As the opening credit role we're treated to a a cool hip-hop tune which kind of threw me. I don't associate Gordon films with urban music, I think of the great film scores for RE-ANIMATOR and FROM BEYOND by Richard Band, but I'll role with it as it suited the film. We meet Brandi, a nursing assistant at a assisted living facility. What a job, it's bad enough cleaning up after incontinent old men but when they ask for you by name to do so? After work she and gal pal Tanya (Rikiya Bernard) blow off steam by hitting the club and tripping on ecstasy courtesy of boyfriend Rashid (Russell Hornsby). Afterwards, Brandi gets behind the wheel and heads home, visibly inebriated. Enter Thomas Bardo (Stephen Rhea), he's been evicted from his apartment and is plagued by the phrase "It's your choice". Fate is transpiring against him, there are no real choices, just the cold fact that he's newly homeless, alone and desperate with nowhere to go. While he's wondering the streets pushing his newly acquired shopping cart and contemplating the woes life he's viciously slammed into by Brandi at an intersection. She's swerving all over the road and fucking with her cell phone, she doesn't see him until it's too late. It's a brutal scene as his knees and shins break against the car, face smashing through the windshield. Knowing she's drunk and at fault she speeds home, shockingly unnoticed by anyone except a homeless man. She parks the car in the garage and makes no effort to help as he pleads for assistance, it's difficult to watch. Leaving him alone in the garage she's shaken but no so much so that she can't fuck her man as Tom lays dying in her garage just a few yards away. Rusell Hornsby as Brandi's lover is awesome, he's a funny cat and his portrayal of her drug-dealing, philandering boyfriend is good stuff. Stephen Rhea is amazing, you feel his suffering throughout the film, as well as his rage. It's torture watching him as he extricates himself from her car, a windshield wiper piercing deep into his side. While one can't help but feel sadness at the tragedy of this film I couldn't help but elicit a few laughs at the complete dumbassery of Brandi and Rashid's actions throughout the film. She's always going on and on about how could HE do this to HER - it just boggles the mind how self-obsessed she is. Tom's revenge is is slow in the coming, he suffers a lot and it's excruciating to watch, but it's thrilling to see.

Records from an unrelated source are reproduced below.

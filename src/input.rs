//! Keyboard input handling.
//!
//! Maps terminal key events to [`App`] actions.  Adding a new keybinding is
//! a single match arm in [`handle_key_event`].
//!
//! ## For contributors
//!
//! To add a new keybinding:
//!
//! 1. Add a method on [`App`] for the action (or a [`Request`] variant if the
//!    feed service has to do the work).
//! 2. Add a `KeyCode` match arm in [`handle_key_event`] that calls it.
//! 3. Update the help text in [`crate::ui`]'s status bar.

use crossterm::event::{KeyCode, KeyEvent, KeyEventKind};

use crate::app::{App, Request};

/// Process a single key event, updating app state accordingly.
///
/// Only reacts to key-press events (ignoring release / repeat) so that each
/// physical keypress triggers exactly one action.
pub fn handle_key_event(app: &mut App, key: KeyEvent) {
    if key.kind != KeyEventKind::Press {
        return;
    }

    match key.code {
        KeyCode::Char('q') | KeyCode::Esc => app.quit = true,
        KeyCode::Down | KeyCode::Char('j') => app.select_next(),
        KeyCode::Up | KeyCode::Char('k') => app.select_previous(),
        KeyCode::Home | KeyCode::Char('g') => app.select_first(),
        KeyCode::End | KeyCode::Char('G') => app.select_last(),
        KeyCode::Char('d') => app.request(Request::Discover),
        KeyCode::Char('r') => app.request(Request::Refresh),
        _ => {}
    }
}

#[cfg(test)]
mod tests {
    use super::*;
    use crate::app::tests::sample_state;
    use crossterm::event::{KeyEventState, KeyModifiers};

    fn press(code: KeyCode) -> KeyEvent {
        KeyEvent::new(code, KeyModifiers::NONE)
    }

    #[test]
    fn q_and_esc_quit() {
        for code in [KeyCode::Char('q'), KeyCode::Esc] {
            let mut app = App::new(sample_state());
            handle_key_event(&mut app, press(code));
            assert!(app.quit);
        }
    }

    #[test]
    fn d_and_r_queue_service_requests() {
        let mut app = App::new(sample_state());
        handle_key_event(&mut app, press(KeyCode::Char('d')));
        assert_eq!(app.take_request(), Some(Request::Discover));

        handle_key_event(&mut app, press(KeyCode::Char('r')));
        assert_eq!(app.take_request(), Some(Request::Refresh));
    }

    #[test]
    fn vim_keys_navigate() {
        let mut app = App::new(sample_state());
        handle_key_event(&mut app, press(KeyCode::Char('G')));
        assert_eq!(app.list_state.selected(), Some(2));
        handle_key_event(&mut app, press(KeyCode::Char('k')));
        assert_eq!(app.list_state.selected(), Some(1));
        handle_key_event(&mut app, press(KeyCode::Char('g')));
        assert_eq!(app.list_state.selected(), Some(0));
    }

    #[test]
    fn key_release_is_ignored() {
        let mut app = App::new(sample_state());
        let release = KeyEvent {
            code: KeyCode::Char('q'),
            modifiers: KeyModifiers::NONE,
            kind: KeyEventKind::Release,
            state: KeyEventState::NONE,
        };
        handle_key_event(&mut app, release);
        assert!(!app.quit);
    }
}
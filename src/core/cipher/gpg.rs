//! GPG cipher backend.
//!
//! Shells out to the gpg CLI. Decryption uses whatever secret key the
//! keyring holds; encryption targets the configured recipient and writes
//! ASCII armor.
//!
//! ## Requirements
//!
//! - `gpg` CLI must be installed (or `ACME_CRYPT_GPG` must point at it)
//! - `ACME_CRYPT_RCPT` must name a public key in the keyring
//! - `DISPLAY` is forwarded so a graphical pinentry can ask for the
//!   passphrase

use std::ffi::{OsStr, OsString};
use std::fs;
use std::io::Write;
use std::path::{Path, PathBuf};
use std::process::{Command, Stdio};

use tracing::{debug, trace};
use zeroize::Zeroizing;

use super::Crypter;
use crate::core::config::Config;
use crate::core::constants::{DISPLAY_VAR, RECIPIENT_VAR};
use crate::error::{BackendError, ConfigError, Error, Result};

/// GPG cipher backend using gpg CLI
#[derive(Debug, Clone)]
pub struct Gpg {
    program: PathBuf,
    recipient: String,
    display: Option<OsString>,
}

impl Gpg {
    /// Build from configuration.
    ///
    /// # Errors
    ///
    /// Fails if no recipient is configured or the gpg program cannot be
    /// found.
    pub fn from_config(config: &Config) -> Result<Self> {
        let recipient = config
            .recipient()
            .ok_or(ConfigError::MissingVar(RECIPIENT_VAR))?;

        let program = which::which(&config.gpg_program).map_err(|_| {
            ConfigError::ProgramNotFound(config.gpg_program.display().to_string())
        })?;

        Ok(Self::new(program, recipient, config.display.clone()))
    }

    pub fn new(
        program: impl Into<PathBuf>,
        recipient: impl Into<String>,
        display: Option<OsString>,
    ) -> Self {
        Self {
            program: program.into(),
            recipient: recipient.into(),
            display,
        }
    }

    fn program_name(&self) -> String {
        self.program.display().to_string()
    }

    /// Base command. Inherits the environment but always sets DISPLAY,
    /// empty when unset.
    fn command(&self) -> Command {
        let mut cmd = Command::new(&self.program);
        cmd.env(DISPLAY_VAR, self.display.as_deref().unwrap_or(OsStr::new("")));
        cmd
    }

    fn spawn_error(&self, source: std::io::Error) -> Error {
        BackendError::Spawn {
            program: self.program_name(),
            source,
        }
        .into()
    }
}

impl Crypter for Gpg {
    fn name(&self) -> &'static str {
        "gpg"
    }

    fn decrypt(&self, path: &Path) -> Result<Zeroizing<Vec<u8>>> {
        debug!(path = %path.display(), "decrypting with gpg");

        let output = self
            .command()
            .args(["--decrypt", "--quiet", "--batch", "--no-tty"])
            .arg(path)
            .stdin(Stdio::null())
            .stdout(Stdio::piped())
            .stderr(Stdio::piped())
            .output()
            .map_err(|e| self.spawn_error(e))?;

        let plaintext = Zeroizing::new(output.stdout);
        if !output.status.success() {
            return Err(BackendError::Decrypt {
                program: self.program_name(),
                path: path.to_path_buf(),
                status: output.status,
                stderr: String::from_utf8_lossy(&output.stderr).into_owned(),
            }
            .into());
        }

        trace!(plaintext_len = plaintext.len(), "decrypted with gpg");
        Ok(plaintext)
    }

    fn encrypt(&self, data: &[u8], output: &Path) -> Result<()> {
        debug!(
            path = %output.display(),
            plaintext_len = data.len(),
            "encrypting with gpg"
        );

        // Not atomic: the old file is gone before gpg writes the new one.
        if output.exists() {
            fs::remove_file(output).map_err(|e| {
                Error::io(
                    format!("failed to remove existing file {}", output.display()),
                    e,
                )
            })?;
        }

        let mut child = self
            .command()
            .args([
                "--encrypt",
                "--armor",
                "--recipient",
                self.recipient.as_str(),
                "--batch",
                "--no-tty",
                "--output",
            ])
            .arg(output)
            .stdin(Stdio::piped())
            .stdout(Stdio::null())
            .stderr(Stdio::piped())
            .spawn()
            .map_err(|e| self.spawn_error(e))?;

        // Close stdin before waiting so gpg sees EOF.
        let written = match child.stdin.take() {
            Some(mut stdin) => stdin.write_all(data),
            None => Ok(()),
        };

        let result = child
            .wait_with_output()
            .map_err(|e| self.spawn_error(e))?;

        if !result.status.success() {
            return Err(BackendError::Encrypt {
                program: self.program_name(),
                path: output.to_path_buf(),
                status: result.status,
                stderr: String::from_utf8_lossy(&result.stderr).into_owned(),
            }
            .into());
        }
        written.map_err(|e| Error::io("failed to write plaintext to gpg", e))?;

        trace!(path = %output.display(), "encrypted with gpg");
        Ok(())
    }
}
//! Encrypted file suffix helpers.
//!
//! Suffixes are matched against the final path component only, ignoring
//! ASCII case.

use std::env;
use std::path::{Path, PathBuf};

use crate::core::constants::{ENCRYPTED_SUFFIXES, GPG_SUFFIX};
use crate::error::{Error, Result};

fn ends_with_ignore_case(name: &[u8], suffix: &str) -> bool {
    name.len() >= suffix.len()
        && name[name.len() - suffix.len()..].eq_ignore_ascii_case(suffix.as_bytes())
}

/// Remove one recognized encrypted suffix (`.gpg`, `.asc`, `.pgp`).
///
/// A file named exactly like a suffix (a dotfile such as `.gpg`) is
/// returned unchanged.
pub fn strip_encrypted_suffix(path: &Path) -> PathBuf {
    let Some(name) = path.file_name().and_then(|n| n.to_str()) else {
        return path.to_path_buf();
    };

    ENCRYPTED_SUFFIXES
        .iter()
        .find(|suffix| name.len() > suffix.len() && ends_with_ignore_case(name.as_bytes(), suffix))
        .map(|suffix| path.with_file_name(&name[..name.len() - suffix.len()]))
        .unwrap_or_else(|| path.to_path_buf())
}

/// Append `.gpg` unless the path already ends with it.
pub fn add_encrypted_suffix(path: &Path) -> PathBuf {
    if ends_with_ignore_case(path.as_os_str().as_encoded_bytes(), GPG_SUFFIX) {
        return path.to_path_buf();
    }
    let mut raw = path.as_os_str().to_owned();
    raw.push(GPG_SUFFIX);
    PathBuf::from(raw)
}

/// Resolve a relative path against the current working directory.
pub fn absolutize(path: &Path) -> Result<PathBuf> {
    if path.is_absolute() {
        return Ok(path.to_path_buf());
    }
    let cwd = env::current_dir().map_err(|e| Error::io("failed to get working directory", e))?;
    Ok(cwd.join(path))
}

DVD: The DVD release of STUCK is released by Image Entertainment. Presented in it's theatrical aspect ratio of 1.78:1 anamorphic widescreen with a 5.1 surround audio track. No special features, not even a commentary. Sad really as I would have loved to hear director Stuart Gordon's thoughts on the crime that inspired the film. The image quality and sound are quite good, no complaints there.